Collected data
'''

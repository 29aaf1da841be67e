// src/config/loader.rs

use std::fs;
use std::path::Path;

use tracing::debug;

use crate::config::model::{ConfigFile, RawConfigFile};
use crate::errors::Result;

/// Load a configuration file from a given path and return the raw `RawConfigFile`.
///
/// This only performs TOML deserialization; it does **not** perform semantic
/// validation. Use [`load_and_validate`] for that.
pub fn load_from_path(path: impl AsRef<Path>) -> Result<RawConfigFile> {
    let path = path.as_ref();
    let contents = fs::read_to_string(path)?;

    let config: RawConfigFile = toml::from_str(&contents)?;

    Ok(config)
}

/// Load a configuration file from path and run basic validation.
///
/// - Reads TOML.
/// - Applies defaults (handled by `serde` + `Default` impls).
/// - Checks output template / tool path sanity.
pub fn load_and_validate(path: impl AsRef<Path>) -> Result<ConfigFile> {
    let raw_config = load_from_path(&path)?;
    let config = ConfigFile::try_from(raw_config)?;
    Ok(config)
}

/// Load a configuration file if it exists; fall back to defaults otherwise.
///
/// A missing config file is normal (most invocations run on defaults plus
/// CLI flags). A file that exists but fails to parse or validate is still a
/// hard error.
pub fn load_or_default(path: impl AsRef<Path>) -> Result<ConfigFile> {
    let path = path.as_ref();
    if !path.exists() {
        debug!(path = %path.display(), "config file not found, using defaults");
        return Ok(ConfigFile::default());
    }
    load_and_validate(path)
}
//! `sh -c` job specs for exercising the runner against real processes,
//! without depending on any actual downloader being installed.

use clipfetch::job::JobSpec;

/// A job that runs `script` under `sh -c`.
pub fn sh_job(script: &str) -> JobSpec {
    JobSpec::new("sh", vec!["-c".to_string(), script.to_string()])
}

/// A job that prints the given lines to stdout, one per line, then exits
/// with `exit_code`.
pub fn lines_job(lines: &[&str], exit_code: i32) -> JobSpec {
    let mut script = String::new();
    for line in lines {
        script.push_str("printf '%s\\n' ");
        script.push_str(&shell_quote(line));
        script.push_str("; ");
    }
    script.push_str(&format!("exit {exit_code}"));
    sh_job(&script)
}

/// A job that prints the given lines to stderr, then exits with `exit_code`.
pub fn stderr_lines_job(lines: &[&str], exit_code: i32) -> JobSpec {
    let mut script = String::new();
    for line in lines {
        script.push_str("printf '%s\\n' ");
        script.push_str(&shell_quote(line));
        script.push_str(" >&2; ");
    }
    script.push_str(&format!("exit {exit_code}"));
    sh_job(&script)
}

/// A job that sleeps for `secs` seconds and exits 0. Used where the test
/// needs a window in which the job is reliably still running.
pub fn sleep_job(secs: f64) -> JobSpec {
    sh_job(&format!("sleep {secs}"))
}

/// Single-quote `s` for embedding in an `sh -c` script.
fn shell_quote(s: &str) -> String {
    format!("'{}'", s.replace('\'', r"'\''"))
}
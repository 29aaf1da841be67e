// src/config/validate.rs

use crate::config::model::{ConfigFile, RawConfigFile, ToolsSection};
use crate::errors::{ClipfetchError, Result};

impl TryFrom<RawConfigFile> for ConfigFile {
    type Error = ClipfetchError;

    fn try_from(raw: RawConfigFile) -> std::result::Result<Self, Self::Error> {
        validate_raw_config(&raw)?;
        Ok(ConfigFile::new_unchecked(raw.tools, raw.output, raw.download))
    }
}

fn validate_raw_config(cfg: &RawConfigFile) -> Result<()> {
    validate_output(cfg)?;
    validate_tools(&cfg.tools)?;
    Ok(())
}

fn validate_output(cfg: &RawConfigFile) -> Result<()> {
    if cfg.output.template.trim().is_empty() {
        return Err(ClipfetchError::ConfigError(
            "[output].template must not be empty".to_string(),
        ));
    }

    if cfg.output.dir.as_os_str().is_empty() {
        return Err(ClipfetchError::ConfigError(
            "[output].dir must not be empty".to_string(),
        ));
    }

    Ok(())
}

fn validate_tools(tools: &ToolsSection) -> Result<()> {
    for (field, path) in [
        ("downloader", &tools.downloader),
        ("transcoder", &tools.transcoder),
        ("prober", &tools.prober),
        ("assets_dir", &tools.assets_dir),
    ] {
        if let Some(p) = path {
            if p.as_os_str().is_empty() {
                return Err(ClipfetchError::ConfigError(format!(
                    "[tools].{field} must not be an empty path"
                )));
            }
        }
    }

    Ok(())
}
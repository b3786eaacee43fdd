//! Data structures for emitted sensor readings.

use crate::sensor::config::TemperatureUnit;
use serde::{Deserialize, Serialize};

/// A validated, calibrated, smoothed temperature reading.
///
/// Produced only for raw values that passed error-code detection and the
/// plausibility filter; the value is rounded to one decimal place at
/// emission time.
#[derive(Debug, Clone, PartialEq, Serialize, Deserialize)]
pub struct TemperatureReading {
    /// Bus address of the sensor that produced this reading
    pub address: String,
    /// Smoothed temperature, rounded to one decimal place
    pub value: f64,
    /// Display unit of the value
    pub unit: TemperatureUnit,
    /// Timestamp when this reading was emitted (Unix timestamp in milliseconds)
    pub timestamp: u64,
}

impl TemperatureReading {
    /// Create a reading stamped with the current time.
    pub fn new(address: impl Into<String>, value: f64, unit: TemperatureUnit) -> Self {
        Self {
            address: address.into(),
            value,
            unit,
            timestamp: std::time::SystemTime::now()
                .duration_since(std::time::UNIX_EPOCH)
                .unwrap_or_default()
                .as_millis() as u64,
        }
    }
}

impl std::fmt::Display for TemperatureReading {
    fn fmt(&self, f: &mut std::fmt::Formatter<'_>) -> std::fmt::Result {
        write!(f, "{}: {:.1}{}", self.address, self.value, self.unit.symbol())
    }
}

#[cfg(test)]
mod tests {
    use super::*;

    #[test]
    fn reading_serializes_with_unit_letter() {
        let reading = TemperatureReading::new("28-000005e2fdc3", 23.5, TemperatureUnit::Celsius);
        let json = serde_json::to_string(&reading).unwrap();
        assert!(json.contains("\"unit\":\"C\""));
        assert!(json.contains("23.5"));

        let back: TemperatureReading = serde_json::from_str(&json).unwrap();
        assert_eq!(back, reading);
    }

    #[test]
    fn display_uses_one_decimal_and_symbol() {
        let reading = TemperatureReading {
            address: "28-0".into(),
            value: 71.6,
            unit: TemperatureUnit::Fahrenheit,
            timestamp: 0,
        };
        assert_eq!(reading.to_string(), "28-0: 71.6°F");
    }
}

'''

• [Exercise prompt]:
Filter the data above by the word "exists" and copy every line that matches.

• [Your solution]:
/// Load a configuration file if it exists; fall back to defaults otherwise.
/// CLI flags). A file that exists but fails to parse or validate is still a
    if !path.exists() {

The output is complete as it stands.